§ PROVIDED RECORDS:

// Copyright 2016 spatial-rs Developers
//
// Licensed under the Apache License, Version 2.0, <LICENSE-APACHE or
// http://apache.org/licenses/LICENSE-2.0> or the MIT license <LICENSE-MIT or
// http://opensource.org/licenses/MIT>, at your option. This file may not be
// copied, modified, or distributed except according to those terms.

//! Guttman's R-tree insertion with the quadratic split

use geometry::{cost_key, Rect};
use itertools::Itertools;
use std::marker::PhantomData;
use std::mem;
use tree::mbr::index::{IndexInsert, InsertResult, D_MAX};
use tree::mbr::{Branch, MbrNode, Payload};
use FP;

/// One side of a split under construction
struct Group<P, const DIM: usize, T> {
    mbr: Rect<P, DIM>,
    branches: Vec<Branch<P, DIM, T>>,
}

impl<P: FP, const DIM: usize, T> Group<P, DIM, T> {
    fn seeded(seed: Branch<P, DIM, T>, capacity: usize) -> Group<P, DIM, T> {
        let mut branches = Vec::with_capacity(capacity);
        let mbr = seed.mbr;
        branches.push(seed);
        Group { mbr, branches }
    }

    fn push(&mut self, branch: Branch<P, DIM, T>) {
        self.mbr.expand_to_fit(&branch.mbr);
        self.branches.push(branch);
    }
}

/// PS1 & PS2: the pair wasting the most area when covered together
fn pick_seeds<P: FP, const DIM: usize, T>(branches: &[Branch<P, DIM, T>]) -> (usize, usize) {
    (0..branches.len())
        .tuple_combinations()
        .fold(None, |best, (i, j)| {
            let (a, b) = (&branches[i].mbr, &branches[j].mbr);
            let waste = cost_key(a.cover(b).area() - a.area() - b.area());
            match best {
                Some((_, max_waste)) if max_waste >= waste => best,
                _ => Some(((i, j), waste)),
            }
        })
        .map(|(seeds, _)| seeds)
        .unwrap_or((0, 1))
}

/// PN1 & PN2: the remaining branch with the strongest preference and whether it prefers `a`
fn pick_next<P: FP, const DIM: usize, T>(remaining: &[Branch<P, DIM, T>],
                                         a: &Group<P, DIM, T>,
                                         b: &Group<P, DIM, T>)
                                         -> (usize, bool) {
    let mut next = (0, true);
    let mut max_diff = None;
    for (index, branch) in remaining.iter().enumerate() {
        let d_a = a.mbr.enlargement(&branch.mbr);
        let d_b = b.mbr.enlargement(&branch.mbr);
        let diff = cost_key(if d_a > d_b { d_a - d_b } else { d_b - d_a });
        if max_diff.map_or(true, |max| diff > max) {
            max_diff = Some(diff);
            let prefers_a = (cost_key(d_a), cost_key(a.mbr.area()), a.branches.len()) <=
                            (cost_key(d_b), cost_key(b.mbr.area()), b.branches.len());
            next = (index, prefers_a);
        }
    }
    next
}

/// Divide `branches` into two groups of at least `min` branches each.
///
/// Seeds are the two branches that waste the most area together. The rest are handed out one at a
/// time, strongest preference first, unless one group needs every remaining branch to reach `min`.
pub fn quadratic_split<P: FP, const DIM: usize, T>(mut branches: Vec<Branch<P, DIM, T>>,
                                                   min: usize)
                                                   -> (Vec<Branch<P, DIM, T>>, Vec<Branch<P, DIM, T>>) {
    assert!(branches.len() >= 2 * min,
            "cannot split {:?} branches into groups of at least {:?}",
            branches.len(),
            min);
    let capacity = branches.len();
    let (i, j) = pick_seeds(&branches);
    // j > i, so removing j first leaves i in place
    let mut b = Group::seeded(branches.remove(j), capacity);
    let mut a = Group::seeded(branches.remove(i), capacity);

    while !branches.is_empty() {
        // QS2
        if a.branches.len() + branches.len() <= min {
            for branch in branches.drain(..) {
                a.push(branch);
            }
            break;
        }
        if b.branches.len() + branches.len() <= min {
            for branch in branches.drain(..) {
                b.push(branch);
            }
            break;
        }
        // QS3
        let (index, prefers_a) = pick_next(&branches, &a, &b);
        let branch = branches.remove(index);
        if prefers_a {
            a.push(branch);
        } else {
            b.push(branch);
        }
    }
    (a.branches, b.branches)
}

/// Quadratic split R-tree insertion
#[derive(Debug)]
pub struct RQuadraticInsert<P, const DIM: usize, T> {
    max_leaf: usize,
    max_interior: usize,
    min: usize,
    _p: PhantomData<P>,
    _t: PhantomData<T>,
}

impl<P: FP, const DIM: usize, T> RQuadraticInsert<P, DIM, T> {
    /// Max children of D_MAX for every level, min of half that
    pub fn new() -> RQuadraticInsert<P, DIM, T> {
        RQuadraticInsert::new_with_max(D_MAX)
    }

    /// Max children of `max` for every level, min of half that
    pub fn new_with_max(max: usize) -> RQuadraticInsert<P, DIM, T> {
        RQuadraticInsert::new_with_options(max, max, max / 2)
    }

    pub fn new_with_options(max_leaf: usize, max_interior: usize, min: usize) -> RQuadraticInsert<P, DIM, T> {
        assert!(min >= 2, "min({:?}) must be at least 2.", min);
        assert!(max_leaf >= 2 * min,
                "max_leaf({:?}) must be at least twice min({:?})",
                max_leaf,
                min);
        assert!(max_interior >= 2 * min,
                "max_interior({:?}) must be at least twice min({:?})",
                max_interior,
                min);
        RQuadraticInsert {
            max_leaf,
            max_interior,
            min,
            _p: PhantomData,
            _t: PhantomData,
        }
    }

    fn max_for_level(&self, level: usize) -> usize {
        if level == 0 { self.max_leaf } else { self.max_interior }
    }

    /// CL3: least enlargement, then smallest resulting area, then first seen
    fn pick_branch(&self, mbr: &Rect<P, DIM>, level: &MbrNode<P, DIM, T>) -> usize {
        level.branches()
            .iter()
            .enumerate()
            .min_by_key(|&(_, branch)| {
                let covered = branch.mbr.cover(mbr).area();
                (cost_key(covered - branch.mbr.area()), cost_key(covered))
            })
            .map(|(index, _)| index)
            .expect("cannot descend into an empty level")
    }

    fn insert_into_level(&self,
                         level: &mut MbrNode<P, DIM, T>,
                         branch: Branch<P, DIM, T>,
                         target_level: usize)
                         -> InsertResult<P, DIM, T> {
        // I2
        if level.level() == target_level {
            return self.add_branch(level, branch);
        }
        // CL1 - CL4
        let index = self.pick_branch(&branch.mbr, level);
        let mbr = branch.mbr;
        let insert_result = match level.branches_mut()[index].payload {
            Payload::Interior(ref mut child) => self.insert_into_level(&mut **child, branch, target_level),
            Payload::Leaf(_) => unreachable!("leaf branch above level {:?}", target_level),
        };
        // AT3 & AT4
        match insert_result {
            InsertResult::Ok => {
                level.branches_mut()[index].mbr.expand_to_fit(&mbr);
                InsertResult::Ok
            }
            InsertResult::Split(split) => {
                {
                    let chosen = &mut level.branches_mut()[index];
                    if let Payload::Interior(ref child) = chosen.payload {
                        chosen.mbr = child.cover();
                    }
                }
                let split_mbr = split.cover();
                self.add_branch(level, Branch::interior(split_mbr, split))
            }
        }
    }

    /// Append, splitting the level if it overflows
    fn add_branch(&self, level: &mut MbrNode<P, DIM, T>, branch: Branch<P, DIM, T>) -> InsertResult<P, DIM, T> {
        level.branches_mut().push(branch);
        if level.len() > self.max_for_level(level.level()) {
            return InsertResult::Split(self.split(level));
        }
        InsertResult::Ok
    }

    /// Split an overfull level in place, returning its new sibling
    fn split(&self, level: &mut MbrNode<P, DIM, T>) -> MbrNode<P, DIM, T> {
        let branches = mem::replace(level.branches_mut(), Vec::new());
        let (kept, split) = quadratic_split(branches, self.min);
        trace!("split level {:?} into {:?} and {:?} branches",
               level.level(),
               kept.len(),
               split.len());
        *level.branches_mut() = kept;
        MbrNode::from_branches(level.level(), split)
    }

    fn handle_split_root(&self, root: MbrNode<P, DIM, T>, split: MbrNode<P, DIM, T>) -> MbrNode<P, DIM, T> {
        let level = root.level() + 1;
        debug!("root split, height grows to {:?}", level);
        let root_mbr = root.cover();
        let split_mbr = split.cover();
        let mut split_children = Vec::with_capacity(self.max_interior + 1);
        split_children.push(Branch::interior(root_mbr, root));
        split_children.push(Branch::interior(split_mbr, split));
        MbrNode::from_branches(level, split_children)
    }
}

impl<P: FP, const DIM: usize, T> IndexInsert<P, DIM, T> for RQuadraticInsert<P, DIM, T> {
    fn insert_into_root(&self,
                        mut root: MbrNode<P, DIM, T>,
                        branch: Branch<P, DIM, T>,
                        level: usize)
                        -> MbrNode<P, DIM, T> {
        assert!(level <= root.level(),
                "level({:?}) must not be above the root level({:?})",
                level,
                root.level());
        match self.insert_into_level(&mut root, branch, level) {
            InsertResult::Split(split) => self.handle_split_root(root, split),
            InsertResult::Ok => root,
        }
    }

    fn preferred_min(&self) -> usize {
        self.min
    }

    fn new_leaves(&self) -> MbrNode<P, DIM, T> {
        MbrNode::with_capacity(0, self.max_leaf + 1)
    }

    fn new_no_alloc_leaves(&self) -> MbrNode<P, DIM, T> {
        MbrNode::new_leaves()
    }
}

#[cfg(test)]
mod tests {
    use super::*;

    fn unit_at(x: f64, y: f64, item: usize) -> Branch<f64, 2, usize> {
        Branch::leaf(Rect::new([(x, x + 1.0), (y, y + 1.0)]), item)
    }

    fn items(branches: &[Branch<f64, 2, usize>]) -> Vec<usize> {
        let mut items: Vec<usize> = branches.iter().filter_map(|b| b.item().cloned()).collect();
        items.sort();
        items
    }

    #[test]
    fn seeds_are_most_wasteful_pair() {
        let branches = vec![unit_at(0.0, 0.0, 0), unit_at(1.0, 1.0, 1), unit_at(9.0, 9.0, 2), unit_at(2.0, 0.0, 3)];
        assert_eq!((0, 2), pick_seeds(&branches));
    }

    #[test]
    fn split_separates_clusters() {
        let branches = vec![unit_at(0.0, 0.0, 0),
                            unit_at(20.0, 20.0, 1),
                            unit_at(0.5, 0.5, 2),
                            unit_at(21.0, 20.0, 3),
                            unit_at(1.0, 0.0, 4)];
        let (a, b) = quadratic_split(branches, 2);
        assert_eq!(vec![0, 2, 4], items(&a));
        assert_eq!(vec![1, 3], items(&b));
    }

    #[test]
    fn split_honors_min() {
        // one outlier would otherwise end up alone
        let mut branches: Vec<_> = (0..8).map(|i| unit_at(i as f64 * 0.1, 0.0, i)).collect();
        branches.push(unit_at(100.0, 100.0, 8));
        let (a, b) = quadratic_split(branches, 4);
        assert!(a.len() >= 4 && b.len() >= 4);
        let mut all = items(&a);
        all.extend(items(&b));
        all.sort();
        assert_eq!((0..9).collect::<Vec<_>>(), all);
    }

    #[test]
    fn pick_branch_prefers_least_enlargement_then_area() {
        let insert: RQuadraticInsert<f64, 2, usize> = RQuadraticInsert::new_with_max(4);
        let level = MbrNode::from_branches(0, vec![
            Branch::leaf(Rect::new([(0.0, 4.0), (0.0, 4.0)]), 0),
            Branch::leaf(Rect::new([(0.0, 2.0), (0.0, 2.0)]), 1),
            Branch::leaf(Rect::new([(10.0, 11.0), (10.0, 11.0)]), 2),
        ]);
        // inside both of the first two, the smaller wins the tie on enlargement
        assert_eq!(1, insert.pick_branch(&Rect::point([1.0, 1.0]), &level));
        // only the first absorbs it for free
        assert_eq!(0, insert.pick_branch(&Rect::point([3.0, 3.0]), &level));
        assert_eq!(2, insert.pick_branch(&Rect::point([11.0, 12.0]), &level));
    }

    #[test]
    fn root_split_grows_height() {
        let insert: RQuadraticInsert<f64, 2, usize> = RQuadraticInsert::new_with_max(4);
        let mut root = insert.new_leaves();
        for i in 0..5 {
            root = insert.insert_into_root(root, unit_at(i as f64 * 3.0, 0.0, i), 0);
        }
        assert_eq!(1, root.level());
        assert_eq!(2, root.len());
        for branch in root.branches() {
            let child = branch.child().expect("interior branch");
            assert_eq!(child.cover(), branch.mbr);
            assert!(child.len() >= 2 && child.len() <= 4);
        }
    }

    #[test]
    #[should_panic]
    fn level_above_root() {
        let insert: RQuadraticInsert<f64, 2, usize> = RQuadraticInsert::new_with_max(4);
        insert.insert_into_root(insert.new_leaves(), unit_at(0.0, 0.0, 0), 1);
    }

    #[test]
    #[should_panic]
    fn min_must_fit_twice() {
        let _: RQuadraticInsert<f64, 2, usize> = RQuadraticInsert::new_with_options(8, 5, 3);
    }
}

* * *

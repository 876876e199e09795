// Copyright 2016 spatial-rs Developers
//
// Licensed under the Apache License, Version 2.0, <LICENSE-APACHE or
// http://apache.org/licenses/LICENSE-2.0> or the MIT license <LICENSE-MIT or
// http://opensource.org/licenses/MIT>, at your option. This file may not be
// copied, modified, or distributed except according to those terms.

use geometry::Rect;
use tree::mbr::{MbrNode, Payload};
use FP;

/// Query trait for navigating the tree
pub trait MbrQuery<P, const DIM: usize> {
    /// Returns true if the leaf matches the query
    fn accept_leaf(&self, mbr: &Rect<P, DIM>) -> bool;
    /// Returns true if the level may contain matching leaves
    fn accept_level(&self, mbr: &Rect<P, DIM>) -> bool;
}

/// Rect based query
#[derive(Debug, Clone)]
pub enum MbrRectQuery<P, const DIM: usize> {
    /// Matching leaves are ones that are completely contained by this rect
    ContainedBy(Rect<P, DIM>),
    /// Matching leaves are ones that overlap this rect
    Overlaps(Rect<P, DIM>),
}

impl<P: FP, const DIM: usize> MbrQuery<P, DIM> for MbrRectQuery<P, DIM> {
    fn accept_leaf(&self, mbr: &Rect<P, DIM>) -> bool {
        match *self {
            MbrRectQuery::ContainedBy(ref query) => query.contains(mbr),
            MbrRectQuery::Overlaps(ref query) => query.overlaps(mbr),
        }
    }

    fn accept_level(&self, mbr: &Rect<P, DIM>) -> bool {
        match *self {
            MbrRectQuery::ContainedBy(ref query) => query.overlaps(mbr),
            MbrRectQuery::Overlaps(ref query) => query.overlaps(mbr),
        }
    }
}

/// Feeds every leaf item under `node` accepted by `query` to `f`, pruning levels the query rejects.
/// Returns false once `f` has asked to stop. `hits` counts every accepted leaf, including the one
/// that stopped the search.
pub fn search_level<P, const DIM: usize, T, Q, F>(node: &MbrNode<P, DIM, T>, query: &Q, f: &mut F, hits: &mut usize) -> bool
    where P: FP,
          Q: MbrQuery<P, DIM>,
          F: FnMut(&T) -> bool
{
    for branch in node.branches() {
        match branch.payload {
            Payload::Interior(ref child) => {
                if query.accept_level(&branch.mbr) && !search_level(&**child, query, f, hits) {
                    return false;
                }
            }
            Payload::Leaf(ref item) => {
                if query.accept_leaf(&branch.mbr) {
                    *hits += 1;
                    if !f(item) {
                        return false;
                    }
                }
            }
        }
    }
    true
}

§ WORK REQUEST:
Write the number of data lines with "seeded", nothing else.

§ COMPLETED TASK:
3